Est ainsi insérée au code général des impôts une disposition prévoyant un taux minimal d’imposition des bénéfices des multinationales de 15 %, mesure que les Etats membres de l’Union européenne doivent transposer pour une entrée en vigueur le 1er janvier 2024.

Rappelons que l’accord de l’OCDE repose sur deux piliers, dont le taux minimal de 15 % est le second. Le premier, qui prévoit l’imposition des entreprises là où elles réalisent leurs bénéfices et vise plus spécifiquement les géants du numérique, ne fait toujours pas l’objet d’un accord. Le projet initial de l’OCDE n’est donc que partiellement appliqué.

Jusqu’à 150 milliards d’euros

Les premières estimations des recettes attendues de ce taux de 15 % vont de 1,5 à 4 milliards d’euros en France, et jusqu’à 150 milliards d’euros au niveau mondial. Il faut mettre cette fourchette en rapport avec les travaux du département des affaires fiscales du Fonds monétaire international, qui estime les pertes fiscales liées à l’évitement de l’impôt des grandes entreprises à plus de 600 milliards de dollars (environ 565 milliards d’euros) par an. Ce qui fait dire à Joseph Stiglitz, Prix Nobel d’économie 2001 et coprésident de la Commission indépendante pour la réforme de la fiscalité internationale des entreprises (Icrict) : « Un taux de 15 % est bien trop bas. Au sein de l’Icrict, nous soutenons un taux de 25 %. »

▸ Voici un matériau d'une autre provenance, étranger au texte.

//! Range-overlap series selection (the chart "auto filter").
//!
//! Given labeled numeric observations, pick the largest set of labels whose value
//! ranges overlap a common pivot range, so a multi-line chart only shows series that
//! live on a comparable scale.
//!
//! ### Algorithm
//! 1. Keep observations with a numeric value and sort a private copy ascending by
//!    value (stable, so equal values keep input order). The caller's slice is never
//!    reordered.
//! 2. Group by label. Groups are visited in order of first appearance in the sorted
//!    copy, i.e. by ascending minimum; this order also decides ties.
//! 3. Flat groups (min == max) leave the comparison pool, unless they carry the base label.
//! 4. With a base label, only it pivots. Otherwise every pooled label pivots and the
//!    first strictly largest candidate set wins.
//! 5. If nothing is left to compare, every flat label is returned.
//!
//! ### Example
//! ```
//! use series_select::select::select;
//! use series_select::config::SelectOptions;
//! use series_select::models::{Label, Record};
//! use serde_json::json;
//!
//! let rows: Vec<Record> = [
//!     json!({"type": "A", "v": 1}), json!({"type": "A", "v": 3}),
//!     json!({"type": "B", "v": 2}), json!({"type": "B", "v": 8}),
//!     json!({"type": "C", "v": 10}), json!({"type": "C", "v": 12}),
//! ]
//! .iter()
//! .filter_map(|v| v.as_object().cloned())
//! .collect();
//!
//! let picked = select(&rows, "type", "v", &SelectOptions::default());
//! assert_eq!(picked, vec![Label::from("A"), Label::from("B")]);
//! ```

use crate::config::SelectOptions;
use crate::models::{Label, Record, numeric_value};
use ahash::AHashMap;
use std::cmp::Ordering;
use std::hash::Hash;

/// How a selection was reached.
#[derive(Debug, Clone, PartialEq, Eq)]
pub enum Outcome<L> {
    /// The base label was the only pivot.
    Pinned,
    /// The candidate set built around `pivot` was the largest.
    BestPivot { pivot: L },
    /// No range to compare against; all flat labels were returned.
    DegenerateFallback,
}

/// Selected labels plus the bookkeeping behind them.
#[derive(Debug, Clone, PartialEq)]
pub struct Selection<L> {
    pub labels: Vec<L>,
    pub outcome: Outcome<L>,
    /// Flat labels removed from the comparison pool, in visiting order.
    pub degenerate: Vec<L>,
}

#[derive(Debug)]
struct Group<L> {
    label: L,
    min: f64,
    max: f64,
}

impl<L> Group<L> {
    fn is_flat(&self) -> bool {
        self.min == self.max
    }

    /// Closed-interval overlap with `self` as pivot. A flat pivot overlaps nothing.
    fn overlaps(&self, other: &Group<L>) -> bool {
        other.max >= self.min && other.min <= self.max && !self.is_flat()
    }
}

/// Sort numeric observations and fold them into per-label ranges, in first-seen order.
fn build_groups<L>(mut obs: Vec<(L, f64)>) -> Vec<Group<L>>
where
    L: Eq + Hash + Clone,
{
    obs.sort_by(|a, b| a.1.partial_cmp(&b.1).unwrap_or(Ordering::Equal));

    let mut index: AHashMap<L, usize> = AHashMap::new();
    let mut groups: Vec<Group<L>> = Vec::new();
    for (label, v) in obs {
        match index.get(&label) {
            // sorted input: the latest value is the new maximum
            Some(&i) => groups[i].max = v,
            None => {
                index.insert(label.clone(), groups.len());
                groups.push(Group { label, min: v, max: v });
            }
        }
    }
    groups
}

/// Pivot first, then overlapping pool members in visiting order, capped at `cap`.
fn candidate_set<L>(pivot: &Group<L>, pool: &[&Group<L>], cap: usize) -> Vec<L>
where
    L: Eq + Clone,
{
    let mut out = vec![pivot.label.clone()];
    for g in pool {
        if out.len() >= cap {
            break;
        }
        // pool is ordered by minimum: nothing after this can reach the pivot range
        if g.min > pivot.max {
            break;
        }
        if g.label != pivot.label && pivot.overlaps(g) {
            out.push(g.label.clone());
        }
    }
    out
}

/// Run the selector over arbitrary items, with accessors for the label and the value.
///
/// `value_of` returning `None` (or NaN) keeps the item out of every group.
pub fn select_detailed_by<T, L, FL, FV>(
    items: &[T],
    label_of: FL,
    value_of: FV,
    opts: &SelectOptions<L>,
) -> Selection<L>
where
    L: Eq + Hash + Clone,
    FL: Fn(&T) -> L,
    FV: Fn(&T) -> Option<f64>,
{
    let cap = if opts.max_size == 0 {
        log::warn!("max_size 0 treated as 1");
        1
    } else {
        opts.max_size
    };
    let base = opts.base_label.as_ref();

    let obs: Vec<(L, f64)> = items
        .iter()
        .filter_map(|it| match value_of(it) {
            Some(v) if !v.is_nan() => Some((label_of(it), v)),
            _ => None,
        })
        .collect();
    let groups = build_groups(obs);

    let mut pool: Vec<&Group<L>> = Vec::with_capacity(groups.len());
    let mut degenerate: Vec<L> = Vec::new();
    for g in &groups {
        if g.is_flat() && base != Some(&g.label) {
            degenerate.push(g.label.clone());
        } else {
            pool.push(g);
        }
    }
    log::debug!(
        "auto filter: {} groups, {} flat, cap {}",
        groups.len(),
        degenerate.len(),
        cap
    );

    if let Some(base) = base {
        let labels = match pool.iter().find(|g| &g.label == base) {
            Some(pivot) => candidate_set(pivot, &pool, cap),
            None => vec![base.clone()],
        };
        return Selection {
            labels,
            outcome: Outcome::Pinned,
            degenerate,
        };
    }

    let mut best: Option<Vec<L>> = None;
    for pivot in &pool {
        let set = candidate_set(pivot, &pool, cap);
        if best.as_ref().is_none_or(|b| set.len() > b.len()) {
            let full = set.len() >= cap;
            best = Some(set);
            if full {
                break;
            }
        }
    }

    match best {
        Some(labels) => {
            let pivot = labels[0].clone();
            Selection {
                labels,
                outcome: Outcome::BestPivot { pivot },
                degenerate,
            }
        }
        None => Selection {
            labels: degenerate.clone(),
            outcome: Outcome::DegenerateFallback,
            degenerate,
        },
    }
}

/// Labels selected from arbitrary items.
pub fn select_by<T, L, FL, FV>(items: &[T], label_of: FL, value_of: FV, opts: &SelectOptions<L>) -> Vec<L>
where
    L: Eq + Hash + Clone,
    FL: Fn(&T) -> L,
    FV: Fn(&T) -> Option<f64>,
{
    select_detailed_by(items, label_of, value_of, opts).labels
}

/// Run the selector over records, reading `label_field` and `value_field`.
///
/// Only JSON numbers count as values; a missing label field groups under `Label::Null`.
pub fn select_detailed(
    records: &[Record],
    label_field: &str,
    value_field: &str,
    opts: &SelectOptions<Label>,
) -> Selection<Label> {
    select_detailed_by(
        records,
        |r| Label::of(r, label_field),
        |r| numeric_value(r, value_field),
        opts,
    )
}

/// Labels worth plotting together. See the module docs for the rules.
pub fn select(
    records: &[Record],
    label_field: &str,
    value_field: &str,
    opts: &SelectOptions<Label>,
) -> Vec<Label> {
    select_detailed(records, label_field, value_field, opts).labels
}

On ne peut qu’appuyer cette position. Même calculée sur l’éventuelle future base harmonisée que la Commission européenne souhaiterait voir entrer en vigueur le 1er juillet 2028, une imposition minimale de 15 % ne réglera pas le problème des écarts d’imposition entre grands groupes et PME. Elle ne freinera pas la concurrence fiscale puisque, au nom de ce taux, on pourrait assister à l’avenir à un alignement des taux de l’impôt sur les sociétés vers le bas.

Or, cette concurrence pèse de plus en plus lourdement sur les populations, les systèmes de protection sociale, les services publics et la capacité de l’action publique à faire face aux défis futurs, notamment environnementaux. Il faut en effet ajouter aux besoins de financement sociaux ceux de la bifurcation écologique.